── Task inputs
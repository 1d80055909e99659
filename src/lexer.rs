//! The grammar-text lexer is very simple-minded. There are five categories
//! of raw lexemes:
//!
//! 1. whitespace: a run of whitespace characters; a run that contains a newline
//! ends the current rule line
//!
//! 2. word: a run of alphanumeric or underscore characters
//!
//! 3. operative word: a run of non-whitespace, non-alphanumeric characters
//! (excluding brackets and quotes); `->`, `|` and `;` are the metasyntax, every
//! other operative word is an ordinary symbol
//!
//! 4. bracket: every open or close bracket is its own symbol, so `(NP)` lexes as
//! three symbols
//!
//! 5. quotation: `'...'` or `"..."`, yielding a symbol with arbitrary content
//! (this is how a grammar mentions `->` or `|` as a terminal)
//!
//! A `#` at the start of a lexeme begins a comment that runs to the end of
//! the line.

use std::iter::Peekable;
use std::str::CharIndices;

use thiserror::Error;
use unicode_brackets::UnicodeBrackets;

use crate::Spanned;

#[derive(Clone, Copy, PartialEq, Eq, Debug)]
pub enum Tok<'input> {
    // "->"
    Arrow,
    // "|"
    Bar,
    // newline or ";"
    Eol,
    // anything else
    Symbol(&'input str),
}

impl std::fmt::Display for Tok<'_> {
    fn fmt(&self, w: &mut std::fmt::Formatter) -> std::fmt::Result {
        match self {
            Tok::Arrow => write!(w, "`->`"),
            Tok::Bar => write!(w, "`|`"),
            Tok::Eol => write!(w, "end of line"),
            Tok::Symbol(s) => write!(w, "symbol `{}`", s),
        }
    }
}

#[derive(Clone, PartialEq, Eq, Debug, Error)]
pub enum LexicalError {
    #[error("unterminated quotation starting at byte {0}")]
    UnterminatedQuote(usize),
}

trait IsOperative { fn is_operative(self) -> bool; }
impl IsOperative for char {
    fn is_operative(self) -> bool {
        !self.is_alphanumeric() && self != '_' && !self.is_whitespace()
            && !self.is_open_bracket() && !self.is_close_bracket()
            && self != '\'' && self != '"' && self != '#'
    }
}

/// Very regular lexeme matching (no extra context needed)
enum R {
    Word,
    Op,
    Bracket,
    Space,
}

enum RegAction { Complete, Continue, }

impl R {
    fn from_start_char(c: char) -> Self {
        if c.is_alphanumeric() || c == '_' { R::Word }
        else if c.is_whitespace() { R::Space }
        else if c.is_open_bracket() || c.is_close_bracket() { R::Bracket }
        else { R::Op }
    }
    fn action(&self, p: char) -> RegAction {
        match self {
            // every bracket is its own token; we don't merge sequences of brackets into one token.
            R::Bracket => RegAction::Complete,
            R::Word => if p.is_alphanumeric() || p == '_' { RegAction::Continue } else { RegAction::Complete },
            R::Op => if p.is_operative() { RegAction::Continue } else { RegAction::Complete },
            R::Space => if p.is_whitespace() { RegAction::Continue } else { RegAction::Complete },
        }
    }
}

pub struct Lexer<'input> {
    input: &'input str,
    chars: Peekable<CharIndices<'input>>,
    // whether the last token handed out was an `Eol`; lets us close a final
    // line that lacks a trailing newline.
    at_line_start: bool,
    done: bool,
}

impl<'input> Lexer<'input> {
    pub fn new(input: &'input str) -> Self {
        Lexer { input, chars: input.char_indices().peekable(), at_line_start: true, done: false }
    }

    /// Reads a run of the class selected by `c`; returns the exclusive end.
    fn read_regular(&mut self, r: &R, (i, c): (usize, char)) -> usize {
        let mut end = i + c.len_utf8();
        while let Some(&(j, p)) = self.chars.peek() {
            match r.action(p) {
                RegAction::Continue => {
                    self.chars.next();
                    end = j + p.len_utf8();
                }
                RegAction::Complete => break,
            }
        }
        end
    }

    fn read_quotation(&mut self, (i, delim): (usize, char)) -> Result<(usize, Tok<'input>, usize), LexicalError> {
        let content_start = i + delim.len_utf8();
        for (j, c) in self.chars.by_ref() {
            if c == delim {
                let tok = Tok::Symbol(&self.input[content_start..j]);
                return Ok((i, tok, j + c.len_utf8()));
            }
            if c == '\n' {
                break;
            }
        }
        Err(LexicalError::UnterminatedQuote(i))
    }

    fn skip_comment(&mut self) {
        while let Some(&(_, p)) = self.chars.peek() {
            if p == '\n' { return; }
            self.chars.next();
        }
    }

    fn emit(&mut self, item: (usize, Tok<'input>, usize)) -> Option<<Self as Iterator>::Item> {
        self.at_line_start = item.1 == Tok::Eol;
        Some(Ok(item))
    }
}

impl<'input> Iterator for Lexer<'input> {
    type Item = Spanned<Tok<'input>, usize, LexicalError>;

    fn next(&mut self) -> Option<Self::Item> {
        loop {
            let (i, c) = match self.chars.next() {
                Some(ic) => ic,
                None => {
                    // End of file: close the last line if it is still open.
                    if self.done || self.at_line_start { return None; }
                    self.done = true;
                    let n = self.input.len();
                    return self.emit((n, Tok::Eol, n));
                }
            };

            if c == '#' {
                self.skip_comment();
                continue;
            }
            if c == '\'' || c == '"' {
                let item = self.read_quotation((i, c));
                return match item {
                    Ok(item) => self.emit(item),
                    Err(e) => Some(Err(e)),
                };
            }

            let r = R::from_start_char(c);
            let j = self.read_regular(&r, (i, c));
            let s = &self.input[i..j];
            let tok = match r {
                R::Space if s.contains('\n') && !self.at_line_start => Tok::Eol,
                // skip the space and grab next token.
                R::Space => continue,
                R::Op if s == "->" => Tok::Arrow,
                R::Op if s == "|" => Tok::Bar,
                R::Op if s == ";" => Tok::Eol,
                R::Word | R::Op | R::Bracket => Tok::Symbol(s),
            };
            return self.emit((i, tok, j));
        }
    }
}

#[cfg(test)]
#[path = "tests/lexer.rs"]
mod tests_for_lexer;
────
_Task brief:_
All of the data needs to be repeated exactly.

_Expected output:_
repository 1d80055909e99659
filename src/lexer.rs
//! The grammar-text lexer is very simple-minded. There are five categories
//! of raw lexemes:
//!
//! 1. whitespace: a run of whitespace characters; a run that contains a newline
//! ends the current rule line
//!
//! 2. word: a run of alphanumeric or underscore characters
//!
//! 3. operative word: a run of non-whitespace, non-alphanumeric characters
//! (excluding brackets and quotes); `->`, `|` and `;` are the metasyntax, every
//! other operative word is an ordinary symbol
//!
//! 4. bracket: every open or close bracket is its own symbol, so `(NP)` lexes as
//! three symbols
//!
//! 5. quotation: `'...'` or `"..."`, yielding a symbol with arbitrary content
//! (this is how a grammar mentions `->` or `|` as a terminal)
//!
//! A `#` at the start of a lexeme begins a comment that runs to the end of
//! the line.

use std::iter::Peekable;
use std::str::CharIndices;

use thiserror::Error;
use unicode_brackets::UnicodeBrackets;

use crate::Spanned;

#[derive(Clone, Copy, PartialEq, Eq, Debug)]
pub enum Tok<'input> {
    // "->"
    Arrow,
    // "|"
    Bar,
    // newline or ";"
    Eol,
    // anything else
    Symbol(&'input str),
}

impl std::fmt::Display for Tok<'_> {
    fn fmt(&self, w: &mut std::fmt::Formatter) -> std::fmt::Result {
        match self {
            Tok::Arrow => write!(w, "`->`"),
            Tok::Bar => write!(w, "`|`"),
            Tok::Eol => write!(w, "end of line"),
            Tok::Symbol(s) => write!(w, "symbol `{}`", s),
        }
    }
}

#[derive(Clone, PartialEq, Eq, Debug, Error)]
pub enum LexicalError {
    #[error("unterminated quotation starting at byte {0}")]
    UnterminatedQuote(usize),
}

trait IsOperative { fn is_operative(self) -> bool; }
impl IsOperative for char {
    fn is_operative(self) -> bool {
        !self.is_alphanumeric() && self != '_' && !self.is_whitespace()
            && !self.is_open_bracket() && !self.is_close_bracket()
            && self != '\'' && self != '"' && self != '#'
    }
}

/// Very regular lexeme matching (no extra context needed)
enum R {
    Word,
    Op,
    Bracket,
    Space,
}

enum RegAction { Complete, Continue, }

impl R {
    fn from_start_char(c: char) -> Self {
        if c.is_alphanumeric() || c == '_' { R::Word }
        else if c.is_whitespace() { R::Space }
        else if c.is_open_bracket() || c.is_close_bracket() { R::Bracket }
        else { R::Op }
    }
    fn action(&self, p: char) -> RegAction {
        match self {
            // every bracket is its own token; we don't merge sequences of brackets into one token.
            R::Bracket => RegAction::Complete,
            R::Word => if p.is_alphanumeric() || p == '_' { RegAction::Continue } else { RegAction::Complete },
            R::Op => if p.is_operative() { RegAction::Continue } else { RegAction::Complete },
            R::Space => if p.is_whitespace() { RegAction::Continue } else { RegAction::Complete },
        }
    }
}

pub struct Lexer<'input> {
    input: &'input str,
    chars: Peekable<CharIndices<'input>>,
    // whether the last token handed out was an `Eol`; lets us close a final
    // line that lacks a trailing newline.
    at_line_start: bool,
    done: bool,
}

impl<'input> Lexer<'input> {
    pub fn new(input: &'input str) -> Self {
        Lexer { input, chars: input.char_indices().peekable(), at_line_start: true, done: false }
    }

    /// Reads a run of the class selected by `c`; returns the exclusive end.
    fn read_regular(&mut self, r: &R, (i, c): (usize, char)) -> usize {
        let mut end = i + c.len_utf8();
        while let Some(&(j, p)) = self.chars.peek() {
            match r.action(p) {
                RegAction::Continue => {
                    self.chars.next();
                    end = j + p.len_utf8();
                }
                RegAction::Complete => break,
            }
        }
        end
    }

    fn read_quotation(&mut self, (i, delim): (usize, char)) -> Result<(usize, Tok<'input>, usize), LexicalError> {
        let content_start = i + delim.len_utf8();
        for (j, c) in self.chars.by_ref() {
            if c == delim {
                let tok = Tok::Symbol(&self.input[content_start..j]);
                return Ok((i, tok, j + c.len_utf8()));
            }
            if c == '\n' {
                break;
            }
        }
        Err(LexicalError::UnterminatedQuote(i))
    }

    fn skip_comment(&mut self) {
        while let Some(&(_, p)) = self.chars.peek() {
            if p == '\n' { return; }
            self.chars.next();
        }
    }

    fn emit(&mut self, item: (usize, Tok<'input>, usize)) -> Option<<Self as Iterator>::Item> {
        self.at_line_start = item.1 == Tok::Eol;
        Some(Ok(item))
    }
}

impl<'input> Iterator for Lexer<'input> {
    type Item = Spanned<Tok<'input>, usize, LexicalError>;

    fn next(&mut self) -> Option<Self::Item> {
        loop {
            let (i, c) = match self.chars.next() {
                Some(ic) => ic,
                None => {
                    // End of file: close the last line if it is still open.
                    if self.done || self.at_line_start { return None; }
                    self.done = true;
                    let n = self.input.len();
                    return self.emit((n, Tok::Eol, n));
                }
            };

            if c == '#' {
                self.skip_comment();
                continue;
            }
            if c == '\'' || c == '"' {
                let item = self.read_quotation((i, c));
                return match item {
                    Ok(item) => self.emit(item),
                    Err(e) => Some(Err(e)),
                };
            }

            let r = R::from_start_char(c);
            let j = self.read_regular(&r, (i, c));
            let s = &self.input[i..j];
            let tok = match r {
                R::Space if s.contains('\n') && !self.at_line_start => Tok::Eol,
                // skip the space and grab next token.
                R::Space => continue,
                R::Op if s == "->" => Tok::Arrow,
                R::Op if s == "|" => Tok::Bar,
                R::Op if s == ";" => Tok::Eol,
                R::Word | R::Op | R::Bracket => Tok::Symbol(s),
            };
            return self.emit((i, tok, j));
        }
    }
}

#[cfg(test)]
#[path = "tests/lexer.rs"]
mod tests_for_lexer;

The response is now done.